Picture of Giraffe Clara Hale

Clara "Mother" Hale knows about love: "As we help each other, we help ourselves," she says. "We gain strength from the love we give and the love it generates."

When she became a young widow with young children, she was faced with becoming a domestic, virtually the only job open to an African-American woman with no college education in the early 1940s, but that would require her to leave her children alone all day long.

So instead, she decided to help other mothers in need, and she began an informal daycare service. "(Children) were coming for five days and going home Saturday and Sunday," says Hale. "But they got so they didn't want to go home." Hale earned an extra dollar for each child who stayed through the weekend.

When Hale became an officially licensed foster parent for children of unwed or working mothers, she was called "Mommy Hale" by 40 children from various racial and religious backgrounds. Those first 40 children all went to college and Hale says, "Every one of them graduated."

When she was 64 and had just announced her retirement, Hale was brought a baby whose mother was a heroin addict. Within six months, she was caring for 22 babies in her own apartment, all born with drug addictions. With her own money and the help of her daughter, she opened the Hale House Center for the Promotion of Human Potential in a Harlem brownstone; the Center provided a home for children born addicted to drugs. Not abandoned, the children now had two mothers, and they were returned to their homes after they were successfully guided through withdrawal, and after the parents were rehabilitated.

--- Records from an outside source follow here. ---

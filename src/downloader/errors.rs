// Error types for the download pipeline

use std::fmt;

use thiserror::Error;

use super::models::{OutputKind, QualityPreference};

/// Why a reference could not be resolved into a catalog or playlist
#[derive(Debug, Clone, Copy, PartialEq, Eq)]
pub enum ResolutionFailure {
    /// Platform did not answer (timeout, DNS, refused connection, client missing)
    Unreachable,
    /// Video exists but cannot be fetched (private, removed, geo or age restricted)
    Unavailable,
    /// Platform answered but offered nothing we can download
    NoStreams,
    /// Platform answered with something we could not parse
    Malformed,
}

impl fmt::Display for ResolutionFailure {
    fn fmt(&self, f: &mut fmt::Formatter<'_>) -> fmt::Result {
        match self {
            Self::Unreachable => write!(f, "platform unreachable"),
            Self::Unavailable => write!(f, "video unavailable"),
            Self::NoStreams => write!(f, "no usable streams"),
            Self::Malformed => write!(f, "unexpected platform response"),
        }
    }
}

#[derive(Debug, Error)]
pub enum DownloadError {
    /// Platform unreachable, video unavailable, or no streams
    #[error("Could not resolve {url}: {cause} ({detail})")]
    Resolution {
        url: String,
        cause: ResolutionFailure,
        detail: String,
    },

    /// The requested quality is not offered (audio has no fallback)
    #[error("No {kind} stream matching {preference}")]
    NotFound {
        kind: OutputKind,
        preference: QualityPreference,
    },

    /// Network or disk failure while downloading
    #[error("Download failed: {0}")]
    Fetch(String),

    /// Transcoder missing, failed, or produced no output
    #[error("Transcode failed: {0}")]
    Transcode(String),

    /// Rejected at job construction
    #[error("{0}")]
    InvalidJob(String),

    /// Another job is still running
    #[error("A download is already in progress")]
    Busy,
}

impl DownloadError {
    pub fn resolution(
        url: impl Into<String>,
        cause: ResolutionFailure,
        detail: impl Into<String>,
    ) -> Self {
        Self::Resolution {
            url: url.into(),
            cause,
            detail: detail.into(),
        }
    }

    /// Short stable name, used in error events
    pub fn kind(&self) -> &'static str {
        match self {
            Self::Resolution { .. } => "resolution",
            Self::NotFound { .. } => "not_found",
            Self::Fetch(_) => "fetch",
            Self::Transcode(_) => "transcode",
            Self::InvalidJob(_) => "invalid_job",
            Self::Busy => "busy",
        }
    }
}

impl From<reqwest::Error> for DownloadError {
    fn from(e: reqwest::Error) -> Self {
        Self::Fetch(e.to_string())
    }
}

impl From<std::io::Error> for DownloadError {
    fn from(e: std::io::Error) -> Self {
        Self::Fetch(e.to_string())
    }
}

"Mother Hale" didn't stop with caring for drug-addicted babies. When the AIDS epidemic became a national emergency, she opened Hale Cradle, the nation's first residence for babies infected with HIV. At the time, New York hospitals were strained for resources to care for AIDS babies, and many health care providers were afraid of being near them. Hale Cradle began by taking in 15 children, many of whom were not expected to survive more than two years. "I want them to live a good life while they can and know someone loves them," says Hale.

In his 1985 State of the Union address, President Reagan called Hale a "true American hero." But later, Hale explained the simple truth of her life: "I'm not an American hero. I'm a person that loves children."

UPDATE: Clara Hale died in 1992.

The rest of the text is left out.